// SPDX-License-Identifier: Apache-2.0
// Copyright 2025 rogem contributors
//
// Licensed under the Apache License, Version 2.0 (the "License");
// you may not use this file except in compliance with the License.
// You may obtain a copy of the License at
//
//     http://www.apache.org/licenses/LICENSE-2.0
//
// Unless required by applicable law or agreed to in writing, software
// distributed under the License is distributed on an "AS IS" BASIS,
// WITHOUT WARRANTIES OR CONDITIONS OF ANY KIND, either express or implied.
// See the License for the specific language governing permissions and
// limitations under the License.

//! Headless emulator runner
//!
//! Boots a BIOS image and runs frames forever (or for a fixed count),
//! printing guest TTY output to stdout. A PSX-EXE can be sideloaded
//! and a raw disc image mounted.

use clap::Parser;
use rogem::core::cdrom::BinDisc;
use rogem::core::system::System;
use std::io::Write;
use std::path::PathBuf;

#[derive(Parser)]
#[command(name = "rogem", about = "PlayStation emulator core, headless runner")]
struct Args {
    /// Path to a 512 KiB BIOS ROM image
    bios: PathBuf,

    /// Optional PSX-EXE to sideload once the BIOS shell is up
    exe: Option<PathBuf>,

    /// Optional raw .bin disc image to mount
    #[arg(long)]
    disc: Option<PathBuf>,

    /// Stop after this many frames (runs forever when omitted)
    #[arg(long)]
    frames: Option<u64>,

    /// Write a save state to this path when the frame budget runs out
    #[arg(long)]
    save_state: Option<PathBuf>,

    /// Restore a save state before running
    #[arg(long)]
    load_state: Option<PathBuf>,
}

fn main() {
    env_logger::Builder::from_default_env()
        .filter_level(log::LevelFilter::Info)
        .init();

    let args = match Args::try_parse() {
        Ok(args) => args,
        Err(err) => {
            let _ = err.print();
            std::process::exit(1);
        }
    };

    if let Err(err) = run(&args) {
        log::error!("{}", err);
        eprintln!("rogem: {}", err);
        std::process::exit(-1);
    }
}

fn run(args: &Args) -> rogem::Result<()> {
    let mut system = System::new();

    system.load_bios(&args.bios.to_string_lossy())?;

    if let Some(exe) = &args.exe {
        system.load_executable(&exe.to_string_lossy())?;
    }

    if let Some(disc) = &args.disc {
        system.load_disc(Box::new(BinDisc::open(disc)?));
    }

    if let Some(path) = &args.load_state {
        system.load_state(&path.to_string_lossy())?;
    }

    system.set_tty_callback(Box::new(|text| {
        print!("{}", text);
        println!();
        let _ = std::io::stdout().flush();
    }));

    log::info!("booting");

    match args.frames {
        Some(frames) => {
            for _ in 0..frames {
                system.run_frame()?;
            }
            log::info!("ran {} frames, {} cycles", frames, system.cycles());
        }
        None => loop {
            system.run_frame()?;
        },
    }

    if let Some(path) = &args.save_state {
        system.save_state(&path.to_string_lossy())?;
    }

    Ok(())
}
#####
■ WHAT YOU NEED TO DO ■
All records shown above are to be reproduced without any alteration.

■ REPLY TO THE TASK ■
// SPDX-License-Identifier: Apache-2.0
// Copyright 2025 rogem contributors
//
// Licensed under the Apache License, Version 2.0 (the "License");
// you may not use this file except in compliance with the License.
// You may obtain a copy of the License at
//
//     http://www.apache.org/licenses/LICENSE-2.0
//
// Unless required by applicable law or agreed to in writing, software
// distributed under the License is distributed on an "AS IS" BASIS,
// WITHOUT WARRANTIES OR CONDITIONS OF ANY KIND, either express or implied.
// See the License for the specific language governing permissions and
// limitations under the License.

//! Headless emulator runner
//!
//! Boots a BIOS image and runs frames forever (or for a fixed count),
//! printing guest TTY output to stdout. A PSX-EXE can be sideloaded
//! and a raw disc image mounted.

use clap::Parser;
use rogem::core::cdrom::BinDisc;
use rogem::core::system::System;
use std::io::Write;
use std::path::PathBuf;

#[derive(Parser)]
#[command(name = "rogem", about = "PlayStation emulator core, headless runner")]
struct Args {
    /// Path to a 512 KiB BIOS ROM image
    bios: PathBuf,

    /// Optional PSX-EXE to sideload once the BIOS shell is up
    exe: Option<PathBuf>,

    /// Optional raw .bin disc image to mount
    #[arg(long)]
    disc: Option<PathBuf>,

    /// Stop after this many frames (runs forever when omitted)
    #[arg(long)]
    frames: Option<u64>,

    /// Write a save state to this path when the frame budget runs out
    #[arg(long)]
    save_state: Option<PathBuf>,

    /// Restore a save state before running
    #[arg(long)]
    load_state: Option<PathBuf>,
}

fn main() {
    env_logger::Builder::from_default_env()
        .filter_level(log::LevelFilter::Info)
        .init();

    let args = match Args::try_parse() {
        Ok(args) => args,
        Err(err) => {
            let _ = err.print();
            std::process::exit(1);
        }
    };

    if let Err(err) = run(&args) {
        log::error!("{}", err);
        eprintln!("rogem: {}", err);
        std::process::exit(-1);
    }
}

fn run(args: &Args) -> rogem::Result<()> {
    let mut system = System::new();

    system.load_bios(&args.bios.to_string_lossy())?;

    if let Some(exe) = &args.exe {
        system.load_executable(&exe.to_string_lossy())?;
    }

    if let Some(disc) = &args.disc {
        system.load_disc(Box::new(BinDisc::open(disc)?));
    }

    if let Some(path) = &args.load_state {
        system.load_state(&path.to_string_lossy())?;
    }

    system.set_tty_callback(Box::new(|text| {
        print!("{}", text);
        println!();
        let _ = std::io::stdout().flush();
    }));

    log::info!("booting");

    match args.frames {
        Some(frames) => {
            for _ in 0..frames {
                system.run_frame()?;
            }
            log::info!("ran {} frames, {} cycles", frames, system.cycles());
        }
        None => loop {
            system.run_frame()?;
        },
    }

    if let Some(path) = &args.save_state {
        system.save_state(&path.to_string_lossy())?;
    }

    Ok(())
}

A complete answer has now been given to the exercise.